*AIM OF THE TASK*
Pick the lines holding the string "PathBuf" out of the records and copy them.

—————

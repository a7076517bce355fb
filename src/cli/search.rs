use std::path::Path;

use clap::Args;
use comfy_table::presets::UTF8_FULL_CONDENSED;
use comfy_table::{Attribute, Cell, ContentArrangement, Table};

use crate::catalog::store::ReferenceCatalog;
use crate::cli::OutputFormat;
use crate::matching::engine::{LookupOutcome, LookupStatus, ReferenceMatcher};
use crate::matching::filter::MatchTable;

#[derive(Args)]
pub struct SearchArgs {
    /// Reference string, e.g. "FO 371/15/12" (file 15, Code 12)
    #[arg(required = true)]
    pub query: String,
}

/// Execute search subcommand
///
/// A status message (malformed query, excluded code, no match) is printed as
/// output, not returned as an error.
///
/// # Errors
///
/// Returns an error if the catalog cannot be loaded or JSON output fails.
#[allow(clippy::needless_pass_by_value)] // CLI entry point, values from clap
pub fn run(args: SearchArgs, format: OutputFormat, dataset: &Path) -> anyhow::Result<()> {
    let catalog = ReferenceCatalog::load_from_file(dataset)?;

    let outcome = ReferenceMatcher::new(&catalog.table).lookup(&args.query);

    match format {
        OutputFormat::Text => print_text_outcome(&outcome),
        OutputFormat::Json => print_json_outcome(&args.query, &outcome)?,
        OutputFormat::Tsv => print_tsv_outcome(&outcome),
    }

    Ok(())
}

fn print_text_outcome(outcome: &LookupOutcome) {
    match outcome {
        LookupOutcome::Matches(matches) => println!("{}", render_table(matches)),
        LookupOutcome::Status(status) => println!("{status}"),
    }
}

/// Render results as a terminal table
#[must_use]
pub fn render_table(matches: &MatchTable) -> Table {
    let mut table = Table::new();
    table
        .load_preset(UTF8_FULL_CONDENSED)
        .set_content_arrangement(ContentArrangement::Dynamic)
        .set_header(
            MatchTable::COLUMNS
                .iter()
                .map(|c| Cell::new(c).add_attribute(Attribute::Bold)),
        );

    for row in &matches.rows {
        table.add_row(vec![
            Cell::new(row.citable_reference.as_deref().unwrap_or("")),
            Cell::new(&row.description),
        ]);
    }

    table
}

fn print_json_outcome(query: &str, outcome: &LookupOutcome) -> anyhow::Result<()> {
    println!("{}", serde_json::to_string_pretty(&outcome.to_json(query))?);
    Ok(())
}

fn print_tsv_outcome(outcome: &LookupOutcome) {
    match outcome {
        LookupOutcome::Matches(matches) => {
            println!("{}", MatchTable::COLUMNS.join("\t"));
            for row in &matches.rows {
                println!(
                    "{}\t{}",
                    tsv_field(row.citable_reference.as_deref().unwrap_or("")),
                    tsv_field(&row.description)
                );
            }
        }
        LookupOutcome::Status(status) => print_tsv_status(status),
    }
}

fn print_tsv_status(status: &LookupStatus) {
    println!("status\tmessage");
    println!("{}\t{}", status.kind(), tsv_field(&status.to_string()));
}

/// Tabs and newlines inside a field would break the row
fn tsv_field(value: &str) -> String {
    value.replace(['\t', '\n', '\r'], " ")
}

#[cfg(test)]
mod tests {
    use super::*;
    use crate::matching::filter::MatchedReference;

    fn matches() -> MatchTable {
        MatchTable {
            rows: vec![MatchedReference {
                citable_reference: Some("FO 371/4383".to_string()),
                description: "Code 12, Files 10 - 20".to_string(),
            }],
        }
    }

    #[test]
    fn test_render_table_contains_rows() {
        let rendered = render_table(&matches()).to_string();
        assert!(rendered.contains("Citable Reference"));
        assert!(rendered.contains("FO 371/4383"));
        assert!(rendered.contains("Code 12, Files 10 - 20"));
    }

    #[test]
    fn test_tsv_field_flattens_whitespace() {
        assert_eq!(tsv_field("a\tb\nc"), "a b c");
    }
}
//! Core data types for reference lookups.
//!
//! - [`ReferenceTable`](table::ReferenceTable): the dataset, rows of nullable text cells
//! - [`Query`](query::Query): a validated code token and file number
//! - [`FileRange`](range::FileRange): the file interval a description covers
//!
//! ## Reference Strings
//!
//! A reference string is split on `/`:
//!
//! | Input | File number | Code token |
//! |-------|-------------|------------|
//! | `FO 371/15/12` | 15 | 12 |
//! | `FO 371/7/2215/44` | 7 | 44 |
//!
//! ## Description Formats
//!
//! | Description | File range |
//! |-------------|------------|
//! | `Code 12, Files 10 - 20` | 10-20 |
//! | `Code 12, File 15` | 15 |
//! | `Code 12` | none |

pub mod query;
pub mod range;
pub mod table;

—————

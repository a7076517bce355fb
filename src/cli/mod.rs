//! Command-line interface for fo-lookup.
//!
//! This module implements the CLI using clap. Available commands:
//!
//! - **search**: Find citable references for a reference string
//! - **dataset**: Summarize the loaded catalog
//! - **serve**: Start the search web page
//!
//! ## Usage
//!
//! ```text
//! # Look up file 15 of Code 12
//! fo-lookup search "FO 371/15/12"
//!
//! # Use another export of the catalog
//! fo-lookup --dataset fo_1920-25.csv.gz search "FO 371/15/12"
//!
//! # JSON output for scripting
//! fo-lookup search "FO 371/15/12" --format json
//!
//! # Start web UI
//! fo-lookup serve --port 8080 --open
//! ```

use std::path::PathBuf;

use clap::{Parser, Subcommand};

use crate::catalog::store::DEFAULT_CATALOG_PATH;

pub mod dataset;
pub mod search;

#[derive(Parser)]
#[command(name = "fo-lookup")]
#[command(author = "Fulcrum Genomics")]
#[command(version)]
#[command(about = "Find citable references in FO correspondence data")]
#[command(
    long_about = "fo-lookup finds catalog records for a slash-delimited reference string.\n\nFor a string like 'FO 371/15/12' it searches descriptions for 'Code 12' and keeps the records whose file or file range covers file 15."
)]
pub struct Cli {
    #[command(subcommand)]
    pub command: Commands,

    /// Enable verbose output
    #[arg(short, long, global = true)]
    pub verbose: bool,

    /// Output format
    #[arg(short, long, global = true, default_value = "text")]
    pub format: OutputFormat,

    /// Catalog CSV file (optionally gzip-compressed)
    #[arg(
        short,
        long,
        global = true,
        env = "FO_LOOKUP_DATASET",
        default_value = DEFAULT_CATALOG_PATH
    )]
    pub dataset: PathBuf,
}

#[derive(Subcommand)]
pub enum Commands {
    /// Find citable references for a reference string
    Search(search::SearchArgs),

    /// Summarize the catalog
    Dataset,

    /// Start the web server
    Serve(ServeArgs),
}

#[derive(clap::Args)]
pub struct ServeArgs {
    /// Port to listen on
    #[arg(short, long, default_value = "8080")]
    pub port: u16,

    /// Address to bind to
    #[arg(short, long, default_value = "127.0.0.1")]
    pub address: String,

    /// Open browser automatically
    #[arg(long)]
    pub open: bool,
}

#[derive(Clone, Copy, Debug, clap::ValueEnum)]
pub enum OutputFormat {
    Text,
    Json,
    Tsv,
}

—————

*THE COMPLETED TASK*
use std::path::PathBuf;
    pub dataset: PathBuf,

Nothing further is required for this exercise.